Transfers of shares in a SA/NV are basically free, but it is allowed that the parties provide for restrictions on the transfer of shares, e.g. by way of rights of first refusal in favor of the existing shareholders. Such restrictions may be included in the articles of association or contained in separate shareholders’ agreements.

It is also possible to include in the articles of association a share transfer approval clause by virtue of which transfers of shares are only allowed if approved either by the general shareholders' meeting or the board of directors. If the proposed transferee is refused, the company will generally have to make sure that the shares can be taken over by one or more existing shareholders or by a third party.

It goes without saying that restrictions of this type are effective mainly in respect of registered shares. For bearer shares restrictions on transfers may be rendered effective through a deposit of the shares with a third party.

It is to be noted that the law provides that shares may also be represented in a dematerialized form. Such dematerialized shares are represented by a registration of the share in the holder’s name in an account opened with an approved financial institution. Booking from one account to the other operates the transfer of such shares. However, the necessary implementing decrees relating to dematerialized shares have not yet been adopted.

2.1.4Duties and liabilities of the directors

2.1.4.1.Duties

In addition to their management tasks the directors have inter alia the following duties:

  • to prepare a management report to be submitted to the general shareholders' meeting, where appropriate, and other appropriate special reports (e.g. in the event of a contribution in kind);
  • to prepare the annual accounts in a truthful manner in accordance with the accounting rules, to submit these to the auditors, if any, and to the general shareholders' meeting (within six months after the end of the financial year at the latest) and to publish the annual accounts within 30 days following their approval;
  • to make sure that the names and addresses of directors, persons in charge of day-to-day management and auditors, if any, are published; equally, to arrange for publications of other important decisions e.g. a change of the registered office, pre-merger notifications etc., as and when appropriate;
  • to convene the shareholders at least once a year for the ordinary general shareholders' meeting, and in the following cases: if the company’s net assets are reduced to less than the subscribed share capital; in case of a request to call a general shareholders' meeting on behalf of shareholders representing one-fifth of the share capital; in case of any other event provided for in the articles of association;
  • to file the company’s tax return within the time period imposed by the tax administration;
  • to hold a special VAT accountancy and to file VAT returns depending on the size of the company.
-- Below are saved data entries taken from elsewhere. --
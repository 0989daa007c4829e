mod common;

use access_service::services::{ServiceError, Store};
use common::{user, TestApp};

#[tokio::test]
async fn preflight_groups_targets_by_access_rule() {
    let app = TestApp::spawn();
    app.seed_target("acct-1", "rule-admin", &["engineering"]).await;
    app.seed_target("acct-2", "rule-readonly", &["engineering"]).await;
    app.seed_target("acct-3", "rule-admin", &["engineering"]).await;
    let alice = user("alice", &["engineering"]);

    let preflight = app
        .state
        .preflights
        .create_preflight(
            &alice,
            vec!["acct-1".into(), "acct-2".into(), "acct-3".into()],
        )
        .await
        .unwrap();

    assert_eq!(preflight.user_id, "alice");
    assert_eq!(preflight.requested_targets, vec!["acct-1", "acct-2", "acct-3"]);
    assert_eq!(preflight.created_at, app.clock_now());
    assert!(!preflight.is_consumed());

    assert_eq!(preflight.access_groups.len(), 2);
    let admin_group = &preflight.access_groups[0];
    assert_eq!(admin_group.access_rule, "rule-admin");
    let ids: Vec<&str> = admin_group.targets.iter().map(|t| t.id.as_str()).collect();
    assert_eq!(ids, vec!["acct-1", "acct-3"]);
    assert_eq!(preflight.access_groups[1].access_rule, "rule-readonly");

    let stored = app
        .store
        .get_preflight(&preflight.id, "alice")
        .await
        .unwrap()
        .unwrap();
    assert_eq!(stored, preflight);
}

#[tokio::test]
async fn duplicate_targets_are_rejected_before_anything_is_written() {
    let app = TestApp::spawn();
    app.seed_target("acct-1", "rule-admin", &["engineering"]).await;
    let alice = user("alice", &["engineering"]);

    let err = app
        .state
        .preflights
        .create_preflight(&alice, vec!["acct-1".into(), "acct-1".into()])
        .await
        .unwrap_err();
    assert!(matches!(err, ServiceError::DuplicateTargetsRequested));
    assert_eq!(app.store.preflight_count(), 0);
}

#[tokio::test]
async fn duplicates_win_over_authorization_failures() {
    let app = TestApp::spawn();
    let mallory = user("mallory", &["contractors"]);

    let err = app
        .state
        .preflights
        .create_preflight(&mallory, vec!["secret".into(), "secret".into()])
        .await
        .unwrap_err();
    assert!(matches!(err, ServiceError::DuplicateTargetsRequested));
}

#[tokio::test]
async fn unauthorized_target_fails_the_whole_preflight() {
    let app = TestApp::spawn();
    app.seed_target("acct-1", "rule-admin", &["engineering"]).await;
    app.seed_target("acct-prod", "rule-admin", &["sre"]).await;
    let alice = user("alice", &["engineering"]);

    let err = app
        .state
        .preflights
        .create_preflight(&alice, vec!["acct-1".into(), "acct-prod".into()])
        .await
        .unwrap_err();
    match err {
        ServiceError::UserNotAuthorisedForRequestedTarget { target_id } => {
            assert_eq!(target_id, "acct-prod")
        }
        other => panic!("unexpected error: {other:?}"),
    }
    assert_eq!(app.store.preflight_count(), 0);
}

#[tokio::test]
async fn unknown_targets_are_not_authorised() {
    let app = TestApp::spawn();
    let alice = user("alice", &["engineering"]);

    let err = app
        .state
        .preflights
        .create_preflight(&alice, vec!["does-not-exist".into()])
        .await
        .unwrap_err();
    assert!(matches!(
        err,
        ServiceError::UserNotAuthorisedForRequestedTarget { .. }
    ));
}

#[tokio::test]
async fn empty_preflight_is_invalid() {
    let app = TestApp::spawn();
    let alice = user("alice", &["engineering"]);

    let err = app
        .state
        .preflights
        .create_preflight(&alice, vec![])
        .await
        .unwrap_err();
    assert!(matches!(err, ServiceError::InvalidRequest(_)));
}

#[tokio::test]
async fn preflights_are_private_to_their_owner() {
    let app = TestApp::spawn();
    app.seed_target("acct-1", "rule-admin", &["engineering"]).await;
    let alice = user("alice", &["engineering"]);
    let bob = user("bob", &["engineering"]);

    let preflight = app
        .state
        .preflights
        .create_preflight(&alice, vec!["acct-1".into()])
        .await
        .unwrap();

    let fetched = app
        .state
        .preflights
        .get_preflight(&alice, &preflight.id)
        .await
        .unwrap();
    assert_eq!(fetched.id, preflight.id);

    assert!(matches!(
        app.state.preflights.get_preflight(&bob, &preflight.id).await,
        Err(ServiceError::NotFound(_))
    ));
}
2.1.5Liabilities (civil law)

As a matter of principle, the directors are not personally liable for the commitments of the company. The company is bound by the commitments made by the board of directors or the directors on behalf of the company, even if the same exceed the company’s corporate object, unless the company is able to demonstrate that the third party in whose favour the commitment was made could not be unaware that the commitment was made outside the competences of the directors.

The directors are liable towards the company for mismanagement; the general shareholders' meeting may decide by way of a majority vote to hold the directors liable. Minority shareholders may have a right of action in certain cases.

In addition, all directors are jointly and severally liable towards the company and third parties for violations of the company law, accountancy law, or the articles of association of the company. A director who did not take part in the violation may escape this liability if the following (cumulative) conditions are met:

the director must demonstrate that he did not take part in the violation;

  • he must demonstrate that he did not commit negligence; and
  • he must give inform the next forthcoming general shareholders' meeting about the violation.

Finally, directors may be held liable vis-à-vis third parties on the basis of the general law of tort, if they commit negligence.